Activity.
From the listing below, work out how many lines contain "CreateOptions". Reply with that number only.

Given records.
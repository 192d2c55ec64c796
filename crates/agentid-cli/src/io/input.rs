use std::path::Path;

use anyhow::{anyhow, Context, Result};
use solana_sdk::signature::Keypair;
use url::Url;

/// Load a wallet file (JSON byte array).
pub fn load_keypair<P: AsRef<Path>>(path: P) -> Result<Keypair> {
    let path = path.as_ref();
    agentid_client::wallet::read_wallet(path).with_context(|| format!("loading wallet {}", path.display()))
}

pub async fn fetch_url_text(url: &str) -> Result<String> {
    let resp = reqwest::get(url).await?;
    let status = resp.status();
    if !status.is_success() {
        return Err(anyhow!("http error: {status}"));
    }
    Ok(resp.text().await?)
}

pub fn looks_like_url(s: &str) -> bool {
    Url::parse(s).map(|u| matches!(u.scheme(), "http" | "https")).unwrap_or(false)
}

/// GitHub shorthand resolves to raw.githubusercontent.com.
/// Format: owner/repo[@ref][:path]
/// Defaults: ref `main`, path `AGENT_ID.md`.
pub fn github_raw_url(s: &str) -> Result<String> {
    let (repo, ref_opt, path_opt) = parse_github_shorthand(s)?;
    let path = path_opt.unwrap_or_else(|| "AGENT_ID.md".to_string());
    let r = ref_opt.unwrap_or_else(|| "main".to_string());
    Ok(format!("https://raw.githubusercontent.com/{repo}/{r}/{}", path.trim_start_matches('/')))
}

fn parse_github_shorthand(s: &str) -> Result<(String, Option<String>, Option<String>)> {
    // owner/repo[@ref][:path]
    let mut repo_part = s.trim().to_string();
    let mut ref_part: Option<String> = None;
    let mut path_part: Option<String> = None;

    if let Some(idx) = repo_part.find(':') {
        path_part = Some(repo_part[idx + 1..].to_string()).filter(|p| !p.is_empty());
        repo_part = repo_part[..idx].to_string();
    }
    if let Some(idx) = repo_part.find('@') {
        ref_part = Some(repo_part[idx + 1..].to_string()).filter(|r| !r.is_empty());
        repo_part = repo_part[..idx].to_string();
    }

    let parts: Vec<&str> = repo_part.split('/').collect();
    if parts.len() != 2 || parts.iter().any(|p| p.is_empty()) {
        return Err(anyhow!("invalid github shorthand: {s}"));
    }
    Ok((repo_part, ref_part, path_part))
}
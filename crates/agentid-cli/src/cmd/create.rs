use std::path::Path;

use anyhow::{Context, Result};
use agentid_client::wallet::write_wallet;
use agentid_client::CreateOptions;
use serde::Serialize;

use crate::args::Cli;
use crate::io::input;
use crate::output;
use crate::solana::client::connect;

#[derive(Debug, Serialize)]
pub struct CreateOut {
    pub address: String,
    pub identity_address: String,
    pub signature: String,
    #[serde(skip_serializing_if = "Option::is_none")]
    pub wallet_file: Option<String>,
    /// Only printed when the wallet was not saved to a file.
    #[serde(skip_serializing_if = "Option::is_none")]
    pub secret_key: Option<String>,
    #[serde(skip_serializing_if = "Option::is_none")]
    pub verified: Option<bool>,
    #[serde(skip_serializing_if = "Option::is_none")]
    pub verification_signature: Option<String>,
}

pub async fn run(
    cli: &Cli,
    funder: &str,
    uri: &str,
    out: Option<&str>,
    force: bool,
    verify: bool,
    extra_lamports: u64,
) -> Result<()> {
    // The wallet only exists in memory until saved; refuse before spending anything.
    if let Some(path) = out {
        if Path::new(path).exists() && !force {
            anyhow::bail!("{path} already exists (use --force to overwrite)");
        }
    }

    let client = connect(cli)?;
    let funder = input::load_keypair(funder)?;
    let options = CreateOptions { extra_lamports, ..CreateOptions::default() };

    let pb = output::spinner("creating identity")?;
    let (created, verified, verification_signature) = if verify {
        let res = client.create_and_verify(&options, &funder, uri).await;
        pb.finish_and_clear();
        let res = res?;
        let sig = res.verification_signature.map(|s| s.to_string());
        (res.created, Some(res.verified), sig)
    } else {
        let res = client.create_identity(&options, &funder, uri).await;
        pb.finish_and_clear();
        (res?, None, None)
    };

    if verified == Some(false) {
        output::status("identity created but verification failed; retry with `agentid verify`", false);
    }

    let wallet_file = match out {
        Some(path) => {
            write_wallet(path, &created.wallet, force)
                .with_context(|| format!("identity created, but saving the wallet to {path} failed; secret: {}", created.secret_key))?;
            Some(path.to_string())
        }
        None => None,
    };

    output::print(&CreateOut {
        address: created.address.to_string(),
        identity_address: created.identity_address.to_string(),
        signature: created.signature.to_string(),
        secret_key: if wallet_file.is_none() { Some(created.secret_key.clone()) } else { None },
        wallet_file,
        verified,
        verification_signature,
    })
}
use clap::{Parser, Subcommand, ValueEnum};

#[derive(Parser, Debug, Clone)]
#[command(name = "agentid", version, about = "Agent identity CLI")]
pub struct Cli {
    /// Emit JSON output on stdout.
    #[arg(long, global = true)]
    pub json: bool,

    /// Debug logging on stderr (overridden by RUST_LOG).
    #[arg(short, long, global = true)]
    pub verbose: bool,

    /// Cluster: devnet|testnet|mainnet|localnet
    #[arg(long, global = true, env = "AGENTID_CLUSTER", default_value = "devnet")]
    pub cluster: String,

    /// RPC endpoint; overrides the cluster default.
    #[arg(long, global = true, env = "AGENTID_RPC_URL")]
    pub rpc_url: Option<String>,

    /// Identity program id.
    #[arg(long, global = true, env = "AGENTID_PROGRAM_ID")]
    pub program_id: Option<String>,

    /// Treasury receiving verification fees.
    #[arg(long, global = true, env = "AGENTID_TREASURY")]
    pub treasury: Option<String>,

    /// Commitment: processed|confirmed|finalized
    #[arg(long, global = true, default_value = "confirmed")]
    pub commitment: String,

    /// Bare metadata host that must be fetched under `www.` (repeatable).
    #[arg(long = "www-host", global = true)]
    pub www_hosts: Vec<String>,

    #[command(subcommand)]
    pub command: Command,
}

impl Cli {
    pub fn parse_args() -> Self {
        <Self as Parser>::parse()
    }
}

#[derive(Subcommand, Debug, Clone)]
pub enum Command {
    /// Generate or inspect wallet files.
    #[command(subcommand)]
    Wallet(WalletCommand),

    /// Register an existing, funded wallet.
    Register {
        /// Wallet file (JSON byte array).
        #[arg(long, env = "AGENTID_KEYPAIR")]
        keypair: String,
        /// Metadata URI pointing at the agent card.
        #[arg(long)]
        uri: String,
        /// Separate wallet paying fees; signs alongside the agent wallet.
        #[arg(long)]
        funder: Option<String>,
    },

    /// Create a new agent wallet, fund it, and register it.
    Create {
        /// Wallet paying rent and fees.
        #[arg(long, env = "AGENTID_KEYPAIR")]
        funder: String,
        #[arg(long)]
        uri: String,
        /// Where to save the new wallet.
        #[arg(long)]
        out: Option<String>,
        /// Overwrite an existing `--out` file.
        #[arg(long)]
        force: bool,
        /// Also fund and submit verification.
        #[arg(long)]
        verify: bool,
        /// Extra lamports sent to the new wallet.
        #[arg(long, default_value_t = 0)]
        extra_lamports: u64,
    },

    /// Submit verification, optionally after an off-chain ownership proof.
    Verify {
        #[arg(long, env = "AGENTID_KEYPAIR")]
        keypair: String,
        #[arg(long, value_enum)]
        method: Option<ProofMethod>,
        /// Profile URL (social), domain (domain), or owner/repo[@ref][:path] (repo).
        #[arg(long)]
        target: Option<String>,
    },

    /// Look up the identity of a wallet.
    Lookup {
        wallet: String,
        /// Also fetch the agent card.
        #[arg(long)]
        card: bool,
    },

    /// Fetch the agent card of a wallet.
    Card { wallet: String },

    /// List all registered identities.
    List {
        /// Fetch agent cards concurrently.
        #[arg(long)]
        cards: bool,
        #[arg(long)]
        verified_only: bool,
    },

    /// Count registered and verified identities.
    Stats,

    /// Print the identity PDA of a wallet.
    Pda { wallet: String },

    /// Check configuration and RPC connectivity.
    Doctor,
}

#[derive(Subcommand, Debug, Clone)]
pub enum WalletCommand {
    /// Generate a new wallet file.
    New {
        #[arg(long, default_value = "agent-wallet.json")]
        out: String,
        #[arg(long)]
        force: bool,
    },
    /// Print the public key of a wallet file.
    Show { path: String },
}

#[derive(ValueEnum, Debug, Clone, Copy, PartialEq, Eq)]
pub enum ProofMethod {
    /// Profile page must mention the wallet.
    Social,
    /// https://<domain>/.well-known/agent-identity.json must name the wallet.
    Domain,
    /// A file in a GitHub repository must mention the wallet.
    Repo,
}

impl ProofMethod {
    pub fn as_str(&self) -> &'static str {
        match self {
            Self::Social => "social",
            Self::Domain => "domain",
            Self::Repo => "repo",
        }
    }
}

Output below.
2